TASK MATERIAL:
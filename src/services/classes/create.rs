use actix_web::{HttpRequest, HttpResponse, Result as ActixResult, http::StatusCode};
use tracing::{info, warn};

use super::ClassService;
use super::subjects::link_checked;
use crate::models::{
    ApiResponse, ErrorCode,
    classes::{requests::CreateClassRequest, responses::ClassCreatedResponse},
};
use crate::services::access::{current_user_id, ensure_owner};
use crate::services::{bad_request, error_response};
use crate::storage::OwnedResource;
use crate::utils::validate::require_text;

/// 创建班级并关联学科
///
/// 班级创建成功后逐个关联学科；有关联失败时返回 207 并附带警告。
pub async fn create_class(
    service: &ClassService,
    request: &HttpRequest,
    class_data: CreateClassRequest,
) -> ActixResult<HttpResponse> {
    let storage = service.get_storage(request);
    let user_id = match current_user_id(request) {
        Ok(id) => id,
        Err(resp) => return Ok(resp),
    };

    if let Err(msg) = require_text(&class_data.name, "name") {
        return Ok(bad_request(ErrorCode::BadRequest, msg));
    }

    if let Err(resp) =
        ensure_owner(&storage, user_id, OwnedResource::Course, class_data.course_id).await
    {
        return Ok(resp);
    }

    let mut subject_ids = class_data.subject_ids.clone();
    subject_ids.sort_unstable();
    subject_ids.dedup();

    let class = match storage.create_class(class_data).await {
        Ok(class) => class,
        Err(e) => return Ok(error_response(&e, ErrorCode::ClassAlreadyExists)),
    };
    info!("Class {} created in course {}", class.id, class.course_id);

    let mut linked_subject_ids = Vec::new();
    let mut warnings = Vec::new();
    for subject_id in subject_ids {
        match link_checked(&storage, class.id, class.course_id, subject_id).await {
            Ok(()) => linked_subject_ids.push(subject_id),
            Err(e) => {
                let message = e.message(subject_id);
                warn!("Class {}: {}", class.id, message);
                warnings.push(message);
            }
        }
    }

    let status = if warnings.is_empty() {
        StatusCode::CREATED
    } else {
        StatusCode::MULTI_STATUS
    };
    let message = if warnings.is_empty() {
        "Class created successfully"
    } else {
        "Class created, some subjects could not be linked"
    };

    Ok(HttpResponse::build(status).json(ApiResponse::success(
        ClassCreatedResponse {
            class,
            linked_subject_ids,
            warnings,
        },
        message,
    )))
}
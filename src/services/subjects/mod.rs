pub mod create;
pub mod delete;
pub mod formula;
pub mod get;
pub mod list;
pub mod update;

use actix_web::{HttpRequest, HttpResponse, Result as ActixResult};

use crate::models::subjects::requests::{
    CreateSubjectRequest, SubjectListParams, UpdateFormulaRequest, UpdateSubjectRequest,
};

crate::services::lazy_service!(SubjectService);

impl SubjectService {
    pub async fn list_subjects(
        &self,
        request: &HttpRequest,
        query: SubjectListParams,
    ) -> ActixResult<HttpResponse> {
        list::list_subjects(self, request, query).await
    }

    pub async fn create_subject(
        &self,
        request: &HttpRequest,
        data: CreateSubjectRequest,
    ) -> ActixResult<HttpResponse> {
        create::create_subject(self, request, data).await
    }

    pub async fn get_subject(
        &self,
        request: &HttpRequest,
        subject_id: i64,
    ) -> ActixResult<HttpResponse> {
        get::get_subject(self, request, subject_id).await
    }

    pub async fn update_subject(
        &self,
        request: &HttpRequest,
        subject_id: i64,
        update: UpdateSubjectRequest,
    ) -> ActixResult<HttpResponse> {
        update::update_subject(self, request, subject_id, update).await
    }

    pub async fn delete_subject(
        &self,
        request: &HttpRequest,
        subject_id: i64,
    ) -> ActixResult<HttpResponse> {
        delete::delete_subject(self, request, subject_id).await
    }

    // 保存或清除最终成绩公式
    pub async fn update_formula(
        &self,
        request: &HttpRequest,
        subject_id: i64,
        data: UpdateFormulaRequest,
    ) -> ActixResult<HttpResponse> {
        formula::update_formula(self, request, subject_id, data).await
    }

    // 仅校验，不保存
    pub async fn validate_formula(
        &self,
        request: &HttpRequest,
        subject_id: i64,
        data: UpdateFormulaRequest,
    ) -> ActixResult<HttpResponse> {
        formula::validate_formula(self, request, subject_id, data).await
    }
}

DESCRIPTION OF THE TASK: Your reply should hold all the lines from the listing above in which "ErrorCode" appears.

EXPECTED OUTPUT:
    ApiResponse, ErrorCode,
        return Ok(bad_request(ErrorCode::BadRequest, msg));
        Err(e) => return Ok(error_response(&e, ErrorCode::ClassAlreadyExists)),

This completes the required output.